Psychologist emphasized the importance of working out on the meaning of anger first, seeing it as a valuable warning sign that things are not all right, and need attention immediately. Some focus to keep it to the ‘ here and now’, while others find anger links with the past to enhance current understanding. Although a few valued more on ‘cushion-bashing’ as a release of the anger. Art can express things that are not expressible verbally. That's a huge advantage for people who don't have the language to talk about what's inside of them, children or adults. In many ways, it bypasses the kinds of defensive thinking that can get expressed in verbal therapy. Such as, "Oh, I didn't mean to say that," or, "What I really meant was…" Art therapy is a very rich avenue for self-expression.

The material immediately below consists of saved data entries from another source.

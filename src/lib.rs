// Vixel image service library
//
// Uploads images to S3-compatible storage and derives new variants through
// a composable transformation pipeline (resize, crop, rotate, flip, format
// conversion, filter, watermark).

pub mod api;
pub mod auth;
pub mod catalog;
pub mod config;
pub mod constants;
pub mod error;
pub mod logging;
pub mod metrics;
pub mod service;
pub mod storage;
pub mod transform;
pub mod watermark;
//! JWT configuration types for token validation.
//!
//! Tokens are issued elsewhere; this service only validates them. A single
//! shared HMAC secret is supported with one of `HS256`, `HS384` or `HS512`.

use jsonwebtoken::Algorithm;
use serde::{Deserialize, Serialize};

use crate::constants::DEFAULT_JWT_ALGORITHM;

fn default_algorithm() -> String {
    DEFAULT_JWT_ALGORITHM.to_string()
}

/// JWT validation configuration.
#[derive(Debug, Clone, Serialize, Deserialize)]
pub struct JwtConfig {
    /// Shared HMAC secret. Must be non-empty (checked by `Config::validate`).
    pub secret: String,
    /// Signing algorithm. Supported values: `HS256`, `HS384`, `HS512`.
    #[serde(default = "default_algorithm")]
    pub algorithm: String,
}

impl JwtConfig {
    /// Resolve the configured algorithm name.
    pub fn algorithm(&self) -> Option<Algorithm> {
        match self.algorithm.to_ascii_uppercase().as_str() {
            "HS256" => Some(Algorithm::HS256),
            "HS384" => Some(Algorithm::HS384),
            "HS512" => Some(Algorithm::HS512),
            _ => None,
        }
    }
}
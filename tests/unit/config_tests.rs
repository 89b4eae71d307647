// Configuration loading tests

use std::io::Write;
use vixel::config::*;

const FULL: &str = r#"
server:
  address: "0.0.0.0"
  port: 9090
  request_timeout: 15
  max_body_size: 8388608
storage:
  endpoint: "minio:9000"
  region: "eu-west-1"
  bucket: "photos"
  access_key: "minio"
  secret_key: "minio123"
  use_ssl: true
  key_prefix: "photo"
  timeout: 5
jwt:
  secret: "s3cr3t"
  algorithm: "HS384"
limits:
  max_upload_bytes: 1048576
  max_source_bytes: 2097152
  max_source_pixels: 1000000
  jpeg_quality: 90
  watermark_font_size: 18.5
logging:
  level: "debug"
  format: "pretty"
"#;

#[test]
fn test_full_config_round_trips_every_section() {
    let config = Config::from_yaml_with_env(FULL).expect("Failed to parse config");
    config.validate().expect("Config should be valid");

    assert_eq!(config.server.listen_addr(), "0.0.0.0:9090");
    assert_eq!(config.server.request_deadline().as_secs(), 15);
    assert_eq!(config.storage.base_url(), "https://minio:9000/photos");
    assert_eq!(config.storage.region, "eu-west-1");
    assert_eq!(config.storage.operation_timeout().as_secs(), 5);
    assert_eq!(config.jwt.algorithm(), Some(jsonwebtoken::Algorithm::HS384));
    assert_eq!(config.logging.format, LogFormat::Pretty);

    let options = config.limits.pipeline_options();
    assert_eq!(options.jpeg_quality, 90);
    assert_eq!(options.max_pixels, 1_000_000);
    assert_eq!(options.watermark_font_size, 18.5);
}

#[test]
fn test_from_file_reads_yaml() {
    let mut file = tempfile::NamedTempFile::new().expect("Failed to create temp file");
    file.write_all(FULL.as_bytes()).unwrap();

    let config = Config::from_file(file.path()).expect("Failed to load config file");
    assert_eq!(config.storage.bucket, "photos");
}

#[test]
fn test_from_file_missing_path_is_read_error() {
    let dir = tempfile::tempdir().unwrap();
    let err = Config::from_file(dir.path().join("absent.yaml")).unwrap_err();
    assert!(matches!(err, ConfigError::Read(_)));
}

#[test]
fn test_missing_required_section_fails() {
    let yaml = r#"
server:
  address: "127.0.0.1"
  port: 8080
jwt:
  secret: "x"
"#;
    assert!(matches!(
        Config::from_yaml_with_env(yaml),
        Err(ConfigError::Parse(_))
    ));
}

#[test]
fn test_unknown_algorithm_fails_validation() {
    let yaml = FULL.replace("HS384", "RS256");
    let config = Config::from_yaml_with_env(&yaml).unwrap();
    let err = config.validate().unwrap_err();
    assert!(err.to_string().contains("jwt.algorithm"));
}

#[test]
fn test_storage_debug_hides_credentials() {
    let config = Config::from_yaml_with_env(FULL).unwrap();
    let printed = format!("{:?}", config.storage);
    assert!(printed.contains("photos"));
    assert!(!printed.contains("minio123"));
}
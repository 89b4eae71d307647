// Object key and URL handling, and the in-memory store as seen by callers

use bytes::Bytes;
use vixel::config::StorageConfig;
use vixel::storage::*;

#[test]
fn test_generated_keys_are_unique_and_prefixed() {
    let a = generate_object_key("image");
    let b = generate_object_key("image");
    assert_ne!(a, b);
    assert!(a.starts_with("image-"));
    assert!(!a.contains('/'));
}

#[test]
fn test_url_round_trip_through_base() {
    let base = "http://localhost:9000/images";
    let url = object_url(base, "image-abc-1");
    assert_eq!(url, "http://localhost:9000/images/image-abc-1");
    assert_eq!(object_key_from_url(base, &url).unwrap(), "image-abc-1");
}

#[test]
fn test_foreign_urls_rejected() {
    let base = "http://localhost:9000/images";
    for url in [
        "http://localhost:9000/other/image-1",
        "https://localhost:9000/images/image-1",
        "http://localhost:9000/images/",
        "http://localhost:9000/imagesX/image-1",
    ] {
        assert!(
            matches!(object_key_from_url(base, url), Err(StorageError::ForeignUrl(_))),
            "{} should be rejected",
            url
        );
    }
}

#[tokio::test]
async fn test_build_object_store_memory() {
    let store = build_object_store(&StorageConfig::memory("images"))
        .await
        .expect("memory store should build");

    let url = store
        .store(Bytes::from_static(b"abc"), "image/png")
        .await
        .unwrap();
    assert!(url.starts_with("memory://images/image-"));
    assert_eq!(store.fetch(&url, 16).await.unwrap(), Bytes::from_static(b"abc"));

    store.delete(&url).await.unwrap();
    assert!(matches!(
        store.fetch(&url, 16).await,
        Err(StorageError::NotFound(_))
    ));
}

#[tokio::test]
async fn test_memory_store_enforces_fetch_cap() {
    let store = MemoryObjectStore::new("images");
    let url = store
        .store(Bytes::from(vec![0u8; 64]), "image/jpeg")
        .await
        .unwrap();
    assert!(matches!(
        store.fetch(&url, 63).await,
        Err(StorageError::TooLarge { size: 64, limit: 63, .. })
    ));
    assert_eq!(store.fetch(&url, 64).await.unwrap().len(), 64);
}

Several art media used to express different aspects of anger. Sometimes materials like clay and thick paint for more cathartic and expressive uses, while finer materials for symbolic expression and reflective work. However, the most important thing is to follow clients’ choice of art form and help them use it to express what is important to them. In this way, Art therapy provides a healthy way to communicate for people who find it hard to articulate verbally why they get angry. The process of doing the artwork slows down clients and helps them to reflect more on what is going on in the present. Also Using art provides the possibility of including many thoughts and feelings, often contradictory, on one page that help clients to look at these and develop an ‘ observer self’ that there is no ‘right’ or ‘wrong’ way of doing art. Art therapy also provides relief from the pressures of goal-oriented therapies. Neurological research suggests that art therapy can help different parts of the brain to communicate, linking creative processes with language and long-term memory. This can then facilitate the ability to use cognitive skills to learn. In group work, doing artwork enables a group to include both those who ‘act out’ their anger on others and those who ‘act in’ their anger on themselves.